Of course, the scheduler can easily be told to run both benchmark threads on the two hyperthreads of a given core.
The argument to be made is that because of the resources dedicated to SMT, single thread on AMD/Intel versus single thread on Apple is not measuring the true potential performance of the whole core. In principle, some multithreaded workload over all available threads could be a better metric for whole-processor performance.
Fair enough.
But if you're comparing single threaded performance, there isn't a reason to split the workload into two threads for AMD/Intel and have it as a single thread for Apple.
If I had a single threaded application or a single threaded critical path of a multithreaded application.
Benchmarking multicore Performance+Efficiency (Apple) versus SMT (AMD) versus SMT+Wide vectors (Intel) is never going to provide perfect apples-to-apples comparisons. There's an entirely reasonable argument that single-thread performance is oversold as a metric, and that the focus on it advantages some platforms over others.

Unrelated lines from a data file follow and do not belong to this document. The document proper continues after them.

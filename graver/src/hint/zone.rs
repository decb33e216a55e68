//! Glyph and twilight zones.

use graver_types::Point;

use crate::outline::PointFlags;

use super::{error::HintErrorKind, math};

use HintErrorKind::{InvalidPointIndex, InvalidPointRange};

/// Selects one of the two point zones.
///
/// The twilight zone holds scratch points with no backing outline; the
/// glyph zone holds the real outline being hinted.
#[derive(Copy, Clone, PartialEq, Eq, Default, Debug)]
#[repr(u8)]
pub enum ZonePointer {
    Twilight = 0,
    #[default]
    Glyph = 1,
}

impl ZonePointer {
    pub fn is_twilight(self) -> bool {
        self == Self::Twilight
    }
}

impl TryFrom<i32> for ZonePointer {
    type Error = HintErrorKind;

    fn try_from(value: i32) -> Result<Self, HintErrorKind> {
        match value {
            0 => Ok(Self::Twilight),
            1 => Ok(Self::Glyph),
            _ => Err(HintErrorKind::InvalidZoneIndex(value)),
        }
    }
}

/// Point storage for one zone.
///
/// `unscaled` holds font units, `original` the scaled positions before
/// any instruction ran, and `points` the working positions the
/// instructions move. Twilight points have no font unit backing and
/// read as zero there.
#[derive(Clone, Default, Debug)]
pub struct Zone {
    pub unscaled: Vec<Point<i32>>,
    pub original: Vec<Point<i32>>,
    pub points: Vec<Point<i32>>,
    pub flags: Vec<PointFlags>,
    pub contour_ends: Vec<u16>,
}

impl Zone {
    /// A twilight zone of `count` zeroed points forming one contour.
    pub fn twilight(count: usize) -> Self {
        Self {
            unscaled: Vec::new(),
            original: vec![Point::default(); count],
            points: vec![Point::default(); count],
            flags: vec![PointFlags::default(); count],
            contour_ends: vec![count.saturating_sub(1) as u16],
        }
    }

    pub fn point(&self, index: usize) -> Result<Point<i32>, HintErrorKind> {
        self.points
            .get(index)
            .copied()
            .ok_or(InvalidPointIndex(index))
    }

    pub fn point_mut(&mut self, index: usize) -> Result<&mut Point<i32>, HintErrorKind> {
        self.points.get_mut(index).ok_or(InvalidPointIndex(index))
    }

    pub fn original(&self, index: usize) -> Result<Point<i32>, HintErrorKind> {
        self.original
            .get(index)
            .copied()
            .ok_or(InvalidPointIndex(index))
    }

    pub fn original_mut(&mut self, index: usize) -> Result<&mut Point<i32>, HintErrorKind> {
        self.original.get_mut(index).ok_or(InvalidPointIndex(index))
    }

    pub fn unscaled(&self, index: usize) -> Point<i32> {
        self.unscaled.get(index).copied().unwrap_or_default()
    }

    pub fn flags(&self, index: usize) -> Result<PointFlags, HintErrorKind> {
        self.flags
            .get(index)
            .copied()
            .ok_or(InvalidPointIndex(index))
    }

    pub fn flags_mut(&mut self, index: usize) -> Result<&mut PointFlags, HintErrorKind> {
        self.flags.get_mut(index).ok_or(InvalidPointIndex(index))
    }

    pub fn contour_end(&self, index: usize) -> Result<u16, HintErrorKind> {
        self.contour_ends
            .get(index)
            .copied()
            .ok_or(HintErrorKind::InvalidContourIndex(index))
    }

    pub fn is_touched(&self, index: usize, x_axis: bool) -> Result<bool, HintErrorKind> {
        let flags = self.flags(index)?;
        Ok(if x_axis {
            flags.is_touched_x()
        } else {
            flags.is_touched_y()
        })
    }

    /// Interpolates untouched points between touched neighbors along
    /// one axis, contour by contour. A contour with no touched point
    /// is left alone; one with a single touched point is shifted
    /// rigidly by that point's displacement.
    pub fn interpolate_untouched(&mut self, x_axis: bool) -> Result<(), HintErrorKind> {
        let mut point = 0;
        for contour in 0..self.contour_ends.len() {
            let first_point = point;
            let mut end_point = self.contour_end(contour)? as usize;
            if end_point >= self.points.len() {
                end_point = self.points.len().saturating_sub(1);
            }
            while point <= end_point && !self.is_touched(point, x_axis)? {
                point += 1;
            }
            if point > end_point {
                continue;
            }
            let first_touched = point;
            let mut last_touched = point;
            point += 1;
            while point <= end_point {
                if self.is_touched(point, x_axis)? {
                    self.iup_interpolate(x_axis, last_touched + 1, point - 1, last_touched, point)?;
                    last_touched = point;
                }
                point += 1;
            }
            if last_touched == first_touched {
                self.iup_shift(x_axis, first_point, end_point, first_touched)?;
            } else {
                self.iup_interpolate(
                    x_axis,
                    last_touched + 1,
                    end_point,
                    last_touched,
                    first_touched,
                )?;
                if first_touched > 0 {
                    self.iup_interpolate(
                        x_axis,
                        first_point,
                        first_touched - 1,
                        last_touched,
                        first_touched,
                    )?;
                }
            }
        }
        Ok(())
    }

    /// Shifts `p1..=p2` (excluding `reference`) by the reference
    /// point's displacement.
    fn iup_shift(
        &mut self,
        x_axis: bool,
        p1: usize,
        p2: usize,
        reference: usize,
    ) -> Result<(), HintErrorKind> {
        if p1 > p2 || !(p1..=p2).contains(&reference) {
            return Ok(());
        }
        macro_rules! shift {
            ($coord:ident) => {
                let delta =
                    self.point(reference)?.$coord - self.original(reference)?.$coord;
                if delta != 0 {
                    for index in p1..=p2 {
                        if index != reference {
                            self.points
                                .get_mut(index)
                                .ok_or(InvalidPointIndex(index))?
                                .$coord += delta;
                        }
                    }
                }
            };
        }
        if x_axis {
            shift!(x);
        } else {
            shift!(y);
        }
        Ok(())
    }

    /// Interpolates `p1..=p2` between the two touched reference
    /// points. Points whose original position lies outside the
    /// reference span are shifted with the nearer reference instead.
    fn iup_interpolate(
        &mut self,
        x_axis: bool,
        p1: usize,
        p2: usize,
        mut ref1: usize,
        mut ref2: usize,
    ) -> Result<(), HintErrorKind> {
        if p1 > p2 {
            return Ok(());
        }
        if ref1 >= self.points.len() || ref2 >= self.points.len() {
            return Ok(());
        }
        macro_rules! interpolate {
            ($coord:ident) => {
                let mut orus1 = self.unscaled(ref1).$coord;
                let mut orus2 = self.unscaled(ref2).$coord;
                if orus1 > orus2 {
                    core::mem::swap(&mut orus1, &mut orus2);
                    core::mem::swap(&mut ref1, &mut ref2);
                }
                let org1 = self.original(ref1)?.$coord;
                let org2 = self.original(ref2)?.$coord;
                let cur1 = self.point(ref1)?.$coord;
                let cur2 = self.point(ref2)?.$coord;
                let delta1 = cur1 - org1;
                let delta2 = cur2 - org2;
                if p2 >= self.points.len() || p2 >= self.original.len() {
                    return Err(InvalidPointRange(p1, p2 + 1));
                }
                if cur1 == cur2 || orus1 == orus2 {
                    for index in p1..=p2 {
                        let original = self.original[index].$coord;
                        self.points[index].$coord = if original <= org1 {
                            original + delta1
                        } else if original >= org2 {
                            original + delta2
                        } else {
                            cur1
                        };
                    }
                } else {
                    let scale = math::div(cur2 - cur1, orus2 - orus1);
                    for index in p1..=p2 {
                        let original = self.original[index].$coord;
                        self.points[index].$coord = if original <= org1 {
                            original + delta1
                        } else if original >= org2 {
                            original + delta2
                        } else {
                            cur1 + math::mul(self.unscaled(index).$coord - orus1, scale)
                        };
                    }
                }
            };
        }
        if x_axis {
            interpolate!(x);
        } else {
            interpolate!(y);
        }
        Ok(())
    }
}

#[cfg(test)]
mod tests {
    use super::Zone;
    use crate::outline::PointFlags;
    use graver_types::Point;

    fn zone(
        unscaled: &[(i32, i32)],
        original: &[(i32, i32)],
        points: &[(i32, i32)],
        touched_x: &[usize],
    ) -> Zone {
        let mut flags = vec![PointFlags::on_curve(); points.len()];
        for index in touched_x {
            flags[*index].touch_x();
        }
        Zone {
            unscaled: unscaled.iter().map(|(x, y)| Point::new(*x, *y)).collect(),
            original: original.iter().map(|(x, y)| Point::new(*x, *y)).collect(),
            points: points.iter().map(|(x, y)| Point::new(*x, *y)).collect(),
            flags,
            contour_ends: vec![points.len() as u16 - 1],
        }
    }

    #[test]
    fn no_touched_points_leaves_contour_unmoved() {
        let mut zone = zone(
            &[(0, 0), (500, 0), (1000, 0)],
            &[(0, 0), (32, 0), (64, 0)],
            &[(0, 0), (32, 0), (64, 0)],
            &[],
        );
        zone.interpolate_untouched(true).unwrap();
        assert_eq!(zone.points, zone.original);
    }

    #[test]
    fn single_touched_point_shifts_whole_contour() {
        let mut zone = zone(
            &[(0, 0), (500, 0), (1000, 0)],
            &[(0, 0), (32, 0), (64, 0)],
            &[(10, 0), (32, 0), (64, 0)],
            &[0],
        );
        zone.interpolate_untouched(true).unwrap();
        let xs: Vec<i32> = zone.points.iter().map(|p| p.x).collect();
        assert_eq!(xs, vec![10, 42, 74]);
    }

    #[test]
    fn two_touched_points_interpolate_between() {
        // Reference points at both ends moved +4 and +16; the middle
        // point sits halfway in font units and lands halfway between
        // the moved references.
        let mut zone = zone(
            &[(0, 0), (500, 0), (1000, 0)],
            &[(0, 0), (32, 0), (64, 0)],
            &[(4, 0), (32, 0), (80, 0)],
            &[0, 2],
        );
        zone.interpolate_untouched(true).unwrap();
        assert_eq!(zone.points[1].x, 42);
    }

    #[test]
    fn points_outside_reference_span_shift_with_nearer_edge() {
        let mut zone = zone(
            &[(0, 0), (250, 0), (1000, 0), (1500, 0)],
            &[(0, 0), (16, 0), (64, 0), (96, 0)],
            &[(8, 0), (16, 0), (64, 0), (96, 0)],
            &[0, 2],
        );
        // Touched: 0 (moved +8) and 2 (unmoved). Point 3 lies beyond
        // reference 2 in the original space, so it follows its delta.
        zone.interpolate_untouched(true).unwrap();
        assert_eq!(zone.points[3].x, 96);
        // Point 1 interpolates between the references: a quarter of
        // the span in font units, so a quarter of the current span.
        assert_eq!(zone.points[1].x, 22);
    }
}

At the end of the day, benchmarks are inherently only an approximate measure of how real-world code will perform. SMT, basically by definition, is rarely going to benchmark well, but is inherently going to show more of a benefit when running real-world mixed workloads.
SMT is designed to boost performance in multitreaded workloads.
It can be thought as multitasking for a CPU core.
Using two threads for one benchmark and use one thread for another, it is not comparing single core performance.
Because why wouldn't that CPU schedule the load on other cores?